State, as a bare number, how many lines below contain "HEAD".

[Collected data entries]

§

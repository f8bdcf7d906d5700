//! Changed-file listings from git, run inside `alpine/git`.
//!
//! The source tree must include its `.git` directory.

use crate::container::Container;
use crate::error::{Result, ShipyardError};
use crate::executor::Executor;
use crate::paths::GIT_MOUNT;
use crate::tree::SourceTree;

pub const GIT_IMAGE: &str = "alpine/git:latest";

fn git_container(source: &SourceTree) -> Container {
    Container::from_image(GIT_IMAGE)
        .with_directory(GIT_MOUNT, source)
        .with_workdir(GIT_MOUNT)
}

fn run_git(executor: &dyn Executor, source: &SourceTree, args: &[&str]) -> Result<Vec<String>> {
    let container = git_container(source).with_exec(args.iter().copied());
    let output = executor.run(&container, None)?;
    Ok(parse_file_list(&output.stdout))
}

/// One path per non-blank line, trimmed.
pub fn parse_file_list(stdout: &str) -> Vec<String> {
    stdout
        .lines()
        .map(str::trim)
        .filter(|l| !l.is_empty())
        .map(String::from)
        .collect()
}

/// Files added, copied, modified or renamed in the index.
pub fn staged_files(executor: &dyn Executor, source: &SourceTree) -> Result<Vec<String>> {
    run_git(
        executor,
        source,
        &["git", "diff", "--cached", "--name-only", "--diff-filter=ACMR"],
    )
}

/// Files touched by the commit before `HEAD`.
pub fn previous_commit_files(executor: &dyn Executor, source: &SourceTree) -> Result<Vec<String>> {
    run_git(
        executor,
        source,
        &["git", "diff-tree", "--no-commit-id", "--name-only", "-r", "HEAD~1"],
    )
}

/// Files changed in `range` (anything `git diff` accepts, e.g. `main..HEAD`).
pub fn files_between_commits(
    executor: &dyn Executor,
    source: &SourceTree,
    range: &str,
) -> Result<Vec<String>> {
    run_git(executor, source, &["git", "diff", "--name-only", range])
}

/// [`files_between_commits`] for several ranges at once. Lookups run
/// concurrently; results come back in the order of `ranges`. Any failure
/// fails the whole call.
pub fn files_between_ranges(
    executor: &dyn Executor,
    source: &SourceTree,
    ranges: &[String],
) -> Result<Vec<Vec<String>>> {
    std::thread::scope(|scope| {
        let handles: Vec<_> = ranges
            .iter()
            .map(|range| scope.spawn(move || files_between_commits(executor, source, range)))
            .collect();
        handles
            .into_iter()
            .map(|h| {
                h.join()
                    .map_err(|_| ShipyardError::Engine("git diff worker panicked".into()))?
            })
            .collect()
    })
}

// ---------------------------------------------------------------------------
// Tests
// ---------------------------------------------------------------------------

#[cfg(test)]
mod tests {
    use super::*;
    use crate::executor::{RecordingExecutor, Response};

    fn repo() -> SourceTree {
        SourceTree::from_files([(".git/HEAD", "ref: refs/heads/main\n"), ("a.ts", "1")]).unwrap()
    }

    #[test]
    fn parse_drops_blank_lines() {
        assert_eq!(
            parse_file_list("src/a.ts\n\n  src/b.ts  \n\n"),
            vec!["src/a.ts", "src/b.ts"]
        );
        assert!(parse_file_list("").is_empty());
    }

    #[test]
    fn staged_files_runs_in_repo_mount() {
        let exec = RecordingExecutor::new()
            .respond(&["git", "diff", "--cached"], Response::ok("a.ts\nb.ts\n"));
        let files = staged_files(&exec, &repo()).unwrap();
        assert_eq!(files, vec!["a.ts", "b.ts"]);

        let execs = exec.execs();
        assert_eq!(execs[0].workdir, "/app");
        assert!(execs[0].workdir_files.contains(&".git/HEAD".to_string()));
        assert_eq!(
            execs[0].command(),
            "git diff --cached --name-only --diff-filter=ACMR"
        );
    }

    #[test]
    fn previous_commit_uses_diff_tree() {
        let exec = RecordingExecutor::new()
            .respond(&["git", "diff-tree"], Response::ok("README.md\n"));
        assert_eq!(previous_commit_files(&exec, &repo()).unwrap(), vec!["README.md"]);
        assert_eq!(
            exec.execs()[0].command(),
            "git diff-tree --no-commit-id --name-only -r 'HEAD~1'"
        );
    }

    #[test]
    fn ranges_keep_input_order() {
        let exec = RecordingExecutor::new()
            .respond(&["git", "diff", "--name-only", "a..b"], Response::ok("one\n"))
            .respond(&["git", "diff", "--name-only", "b..c"], Response::ok("two\nthree\n"))
            .respond(&["git", "diff", "--name-only", "c..d"], Response::ok(""));
        let ranges: Vec<String> = ["c..d", "a..b", "b..c"].iter().map(|s| s.to_string()).collect();
        let out = files_between_ranges(&exec, &repo(), &ranges).unwrap();
        assert_eq!(
            out,
            vec![vec![], vec!["one".to_string()], vec!["two".into(), "three".into()]]
        );
        assert_eq!(exec.runs().len(), 3);
    }

    #[test]
    fn one_failing_range_fails_all() {
        let exec = RecordingExecutor::new().respond(
            &["git", "diff", "--name-only", "bad..ref"],
            Response::fail(128, "fatal: bad revision"),
        );
        let ranges = vec!["a..b".to_string(), "bad..ref".to_string()];
        let err = files_between_ranges(&exec, &repo(), &ranges).unwrap_err();
        assert!(matches!(err, ShipyardError::CommandFailed { exit_code: 128, .. }));
    }
}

§

*Result of this task*. 6